30 августа 1939 г. я был призван в вермахт и более шести лет прослужил солдатом, пока в 1945 г. не попал в плен; 13 сентября 1945 г. я был освобожден из американского лагеря для военнопленных. Об этом периоде своей жизни я мог бы сказать словами Е.Л. Маймина из его статьи о моем покойном друге Льве Александровиче Дмитриеве, которая напечатана в 48-м томе «Трудов Отдела древнерусской литературы» (с. 5). Маймин пишет об участии Дмитриева в войне Советского Союза против Финляндии зимой 1939/1940 г.: «Эта война, бесчестная для зачинщиков, стоявших у власти, не была таковой для рядовых ее участников. Солдаты выполняли свой воинский долг, и для них война была прежде всего великим и трагическим испытанием». Я был солдатом-связистом (радистом) и в этом качестве участвовал во французской кампании 1940 г. С 21 июня 1941 г. по апрель 1944 г. я находился в России (группа войск «Центр»), а конец войны встретил в Италии офицером-связистом одной танковой части.
Да, опыт был трагическим, и не только потому, что пришлось хлебнуть немало горя, но главное — потому, что мы были принуждены рисковать жизнью ради дела, которое в душе не одобряли. 28 августа 1939 г. я повстречал на улице родного города Хайлигенштадта своего школьного учителя греческого языка и сказал, что призван на военную службу и отбываю на следующий день. В ответ он произнес только два слова: «Это преступники!» И вот именно потому, что нам с самого начала было более или менее ясно то, о чем так лаконично и выразительно сказал накануне войны мой старый учитель, я не могу и не хочу снимать с себя ответственности за те преступления, что совершались от имени нашего народа. Да, то был великий и трагический опыт: великий, поскольку он требовал поставить человеческую жизнь на карту, ради еще более великого целого, ради народа и отечества, и трагический, поскольку он делал человека невольным соучастником преступлений, несущим за них ответственность.

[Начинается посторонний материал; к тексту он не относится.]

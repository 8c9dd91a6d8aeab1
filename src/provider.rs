use std::sync::{Arc, OnceLock};

use serde_json::{json, Value};
use tracing::{info_span, warn, Instrument};

use crate::adapter;
use crate::chain::{ChainConfig, ChainFamily, ChainId, NetworkTier, WatchList};
use crate::config::{resolve_api_key, resolve_endpoint, ConfigSource};
use crate::error::{Error, Result};
use crate::model::BalancesResponse;
use crate::strategy::{
    build_strategy, BalanceStrategy, GasEstimateRequest, StrategyKind, TokenAccountLayout,
};
use crate::transport::{rpc_call, RpcTransport};

/// Per-tier slice of a provider: the resolved credentials and the lazily
/// constructed strategy clients. Write-once after construction, so sharing
/// across in-flight requests needs no locking beyond the cells.
struct TierState {
    endpoint: Option<String>,
    api_key: Option<String>,
    watch_list: WatchList,
    primary: OnceLock<Arc<dyn BalanceStrategy>>,
    fallback: OnceLock<Arc<dyn BalanceStrategy>>,
}

impl TierState {
    fn empty() -> Self {
        Self {
            endpoint: None,
            api_key: None,
            watch_list: WatchList::default(),
            primary: OnceLock::new(),
            fallback: OnceLock::new(),
        }
    }
}

/// One chain's provider: chain metadata plus a strategy per tier. Chain
/// behavior is supplied by composing a different strategy and config, not
/// by subclassing.
pub struct ChainProvider {
    name: String,
    family: ChainFamily,
    config: ChainConfig,
    kind: StrategyKind,
    fallback_kind: Option<StrategyKind>,
    layout: TokenAccountLayout,
    transport: Arc<dyn RpcTransport>,
    mainnet: TierState,
    testnet: TierState,
}

impl ChainProvider {
    /// Build a provider for a chain in the static table, resolving both
    /// tiers' credentials from the configuration source up front.
    pub fn from_chain(
        chain: ChainId,
        source: &dyn ConfigSource,
        transport: Arc<dyn RpcTransport>,
    ) -> Self {
        let kind = resolve_kind(chain, source);
        Self {
            name: chain.to_string(),
            family: chain.family(),
            config: chain.config(),
            kind,
            fallback_kind: kind.fallback(),
            layout: resolve_layout(source),
            transport,
            mainnet: resolve_tier(chain, source, NetworkTier::Mainnet),
            testnet: resolve_tier(chain, source, NetworkTier::Testnet),
        }
    }

    /// Build a provider around a pre-built strategy, used for test doubles
    /// and runtime-added chains.
    pub fn with_strategy(
        name: &str,
        family: ChainFamily,
        config: ChainConfig,
        strategy: Arc<dyn BalanceStrategy>,
        transport: Arc<dyn RpcTransport>,
    ) -> Self {
        let seeded = |endpoint: &str| {
            let mut state = TierState::empty();
            state.endpoint = Some(endpoint.to_string());
            state.primary.set(strategy.clone()).ok();
            state
        };
        Self {
            name: name.to_string(),
            family,
            config,
            kind: StrategyKind::EvmRpc,
            fallback_kind: None,
            layout: TokenAccountLayout::default(),
            transport,
            mainnet: seeded("mock://mainnet"),
            testnet: seeded("mock://testnet"),
        }
    }

    pub fn name(&self) -> &str {
        &self.name
    }

    pub fn chain_config(&self) -> &ChainConfig {
        &self.config
    }

    fn tier(&self, tier: NetworkTier) -> &TierState {
        match tier {
            NetworkTier::Mainnet => &self.mainnet,
            NetworkTier::Testnet => &self.testnet,
        }
    }

    pub fn base_url(&self, tier: NetworkTier) -> Result<String> {
        self.tier(tier).endpoint.clone().ok_or_else(|| {
            Error::Configuration(format!("no endpoint resolved for {} {}", self.name, tier))
        })
    }

    pub fn api_key(&self, tier: NetworkTier) -> Result<String> {
        self.tier(tier).api_key.clone().ok_or_else(|| {
            Error::Configuration(format!("no API key resolved for {} {}", self.name, tier))
        })
    }

    /// True iff at least one tier resolved an endpoint.
    pub fn is_supported(&self) -> bool {
        self.mainnet.endpoint.is_some() || self.testnet.endpoint.is_some()
    }

    fn strategy(&self, tier: NetworkTier) -> Result<Arc<dyn BalanceStrategy>> {
        let state = self.tier(tier);
        if let Some(strategy) = state.primary.get() {
            return Ok(strategy.clone());
        }
        let endpoint = self.base_url(tier)?;
        let built = build_strategy(
            self.kind,
            &endpoint,
            self.transport.clone(),
            &state.watch_list,
            self.layout,
        )?;
        // racing first calls may build twice; the first insert wins and the
        // cached client is what every later call sees
        Ok(state.primary.get_or_init(|| built).clone())
    }

    fn fallback_strategy(&self, tier: NetworkTier) -> Option<Arc<dyn BalanceStrategy>> {
        let kind = self.fallback_kind?;
        let state = self.tier(tier);
        if let Some(strategy) = state.fallback.get() {
            return Some(strategy.clone());
        }
        let endpoint = self.base_url(tier).ok()?;
        let built = build_strategy(
            kind,
            &endpoint,
            self.transport.clone(),
            &state.watch_list,
            self.layout,
        )
        .ok()?;
        Some(state.fallback.get_or_init(|| built).clone())
    }

    /// Fetch and normalize all balances for an address. Never fails: any
    /// error on the primary source is retried once on the family's
    /// alternate source, then degrades to the zero-value response.
    pub async fn get_balances(&self, address: &str, tier: NetworkTier) -> BalancesResponse {
        // every event recorded below this point, strategy-level failures
        // included, carries the chain/tier/operation fields
        let span = info_span!(
            "balances",
            chain = %self.name,
            tier = %tier,
            operation = %"get_balances"
        );
        match self.fetch_balances(address, tier).instrument(span).await {
            Ok(response) => response,
            Err(err) => {
                warn!(
                    chain = %self.name,
                    tier = %tier,
                    operation = "get_balances",
                    error = %err,
                    "degrading to zero-value response"
                );
                BalancesResponse::zeroed()
            }
        }
    }

    async fn fetch_balances(&self, address: &str, tier: NetworkTier) -> Result<BalancesResponse> {
        let strategy = self.strategy(tier)?;
        let raw = match strategy.raw_balances(address).await {
            Ok(raw) => raw,
            Err(err) => match self.fallback_strategy(tier) {
                Some(fallback) => {
                    warn!(
                        chain = %self.name,
                        tier = %tier,
                        operation = "get_balances",
                        error = %err,
                        "primary source failed, trying fallback source"
                    );
                    fallback.raw_balances(address).await?
                }
                None => return Err(err),
            },
        };
        adapter::normalize_balances(raw, &self.config)
    }

    /// Effective gas price in the chain's smallest unit. Propagates errors;
    /// callers of fee primitives decide how to react.
    pub async fn gas_price(&self, tier: NetworkTier) -> Result<String> {
        let span = info_span!(
            "gas_price",
            chain = %self.name,
            tier = %tier,
            operation = %"gas_price"
        );
        async {
            let fee = self.strategy(tier)?.raw_gas_price().await?;
            adapter::select_gas_price(&fee)
        }
        .instrument(span)
        .await
    }

    /// Upstream gas estimate for a transaction descriptor. Fails loudly.
    pub async fn estimate_gas(&self, tx: &GasEstimateRequest, tier: NetworkTier) -> Result<String> {
        let span = info_span!(
            "estimate_gas",
            chain = %self.name,
            tier = %tier,
            operation = %"estimate_gas"
        );
        async {
            let raw = self.strategy(tier)?.raw_estimate_gas(tx).await?;
            adapter::normalize_gas_estimate(&raw)
        }
        .instrument(span)
        .await
    }

    /// Thin pass-through for arbitrary JSON-RPC calls against the resolved
    /// endpoint. Propagates errors.
    pub async fn call_rpc_method(
        &self,
        method: &str,
        params: Value,
        tier: NetworkTier,
    ) -> Result<Value> {
        let endpoint = self.base_url(tier)?;
        rpc_call(self.transport.as_ref(), &endpoint, method, params).await
    }

    /// Cheap read-only probe; every error collapses to `false`.
    pub async fn check_health(&self, tier: NetworkTier) -> bool {
        let method = match self.family {
            ChainFamily::Evm => "eth_blockNumber",
            ChainFamily::Solana => "getHealth",
        };
        match self.call_rpc_method(method, json!([]), tier).await {
            Ok(_) => true,
            Err(err) => {
                warn!(
                    chain = %self.name,
                    tier = %tier,
                    operation = "check_health",
                    error = %err,
                    "health probe failed"
                );
                false
            }
        }
    }
}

Что касается моего духовного развития, то шесть лет военной службы не были потеряны зря. Я освоил три языка: во Франции - французский, в России — русский, в Италии — итальянский, познакомился с тремя великими, исключительно привлекательными культурами: с французской — главным образом в Блуа, красивом, богатом историческими традициями городке в среднем течении Луары, где моя часть простояла полгода после летней кампании 1940 г.; с итальянской — в благословенной долине реки По, в Болонье, Ферраре, Виченце, Вероне; но прежде всего и наиболее интенсивно в течение трех лет я знакомился с русской сельской культурой северной части центрального района — по линии Гродно, Молодечно, Минск, Смоленск, Вязьма, Бородино, подступы к Москве и далее, в обратном направлении, в ходе долгого отступления, — Ржев, Витебск, Полоцк. Из Полоцка я, как уже говорилось, попал в Италию в апреле 1944 г., незадолго до полного развала центрального участка немецкого фронта.

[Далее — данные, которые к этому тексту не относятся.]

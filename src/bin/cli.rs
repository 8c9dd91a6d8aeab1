use std::sync::Arc;

use anyhow::Result;
use balance_gateway::{EnvSource, GasEstimateRequest, NetworkTier, ProviderRegistry};
use clap::{Parser, Subcommand};
use tracing_subscriber::EnvFilter;

#[derive(Parser, Debug)]
#[command(name = "balance-gateway")]
#[command(about = "Query wallet balances across EVM chains and Solana", long_about = None)]
struct Args {
    /// Chain to query (ethereum, polygon, bsc, solana)
    #[arg(short, long, default_value = "ethereum", global = true)]
    chain: String,

    /// Query the chain's testnet tier instead of mainnet
    #[arg(short, long, global = true)]
    testnet: bool,

    #[command(subcommand)]
    command: Command,
}

#[derive(Subcommand, Debug)]
enum Command {
    /// Native, token, and NFT balances for an address
    Balances {
        /// The wallet address to query
        #[arg(short, long)]
        address: String,
    },
    /// Effective gas price in the chain's smallest unit
    GasPrice,
    /// Estimate gas for a value transfer
    EstimateGas {
        #[arg(long)]
        from: String,
        #[arg(long)]
        to: String,
        #[arg(long)]
        value: Option<String>,
        #[arg(long)]
        data: Option<String>,
    },
    /// Probe the chain's RPC endpoint
    Health,
}

#[tokio::main]
async fn main() -> Result<()> {
    tracing_subscriber::fmt()
        .with_env_filter(EnvFilter::try_from_default_env().unwrap_or_else(|_| EnvFilter::new("info")))
        .init();

    let args = Args::parse();
    let tier = if args.testnet {
        NetworkTier::Testnet
    } else {
        NetworkTier::Mainnet
    };
    let registry = ProviderRegistry::new(Arc::new(EnvSource));

    match args.command {
        Command::Balances { address } => {
            let response = registry.get_balances(&args.chain, &address, tier).await?;
            println!("{}", serde_json::to_string_pretty(&response)?);
        }
        Command::GasPrice => {
            let price = registry.gas_price(&args.chain, tier).await?;
            println!("{}", price);
        }
        Command::EstimateGas {
            from,
            to,
            value,
            data,
        } => {
            let tx = GasEstimateRequest {
                from,
                to,
                data,
                value,
            };
            let gas = registry.estimate_gas(&args.chain, &tx, tier).await?;
            println!("{}", gas);
        }
        Command::Health => {
            let healthy = registry.check_health(&args.chain, tier).await?;
            println!("{} {}: {}", args.chain, tier, if healthy { "healthy" } else { "unreachable" });
            if !healthy {
                std::process::exit(1);
            }
        }
    }

    Ok(())
}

Как я воспринимал Россию? Возможно, это покажется странным, даже малоправдоподобным, но я полюбил Россию с самого начала (может быть, сказалось влияние Шпенглера и Ницше, Бердяева и Рильке, Толстого и Достоевского, и, не в последнюю очередь, Чижевского). В этом отношении со мной произошла та же история, что и с моим ровесником, писателем Бобровским, которого я уже упоминал. Как и я, он нес солдатскую службу на Восточном фронте, полюбил страну, в которой волею судьбы должен был воевать, и поэтически изобразил ее красоту и ее великую беду, в которую она была ввергнута войной, начатой Гитлером. Пожалуй, можно подумать, будто свои теперешние чувства я проецирую на свое прошлое, от которого меня отделяет вот уже полвека. Но у меня есть подлинное свидетельство, говорящее об обратном. В августе 1942 г., когда наша дивизия вела тяжелые оборонительные бои в районе Ржева, солнечным днем, сидя во дворе за грубо сколоченным деревянным столом, я написал что-то вроде «стихотворения в прозе». Озаглавил я его «Матушка Русь». Это название было созвучно состоянию моей души в то лето. Я привожу его здесь, не изменив ни одного слова.

Матушка Русь

Великой, прекрасной, святой зовут тебя дети твои.
И воистину ты велика. Необъятны просторы твои, беспредельны поля и леса, ни конца, ни края нет у степей и пустынь. Ни тайгу, ни тундру, ни леса твои дремучие, ни равнины, ни болота не исходил еще из конца в конец ни один человек.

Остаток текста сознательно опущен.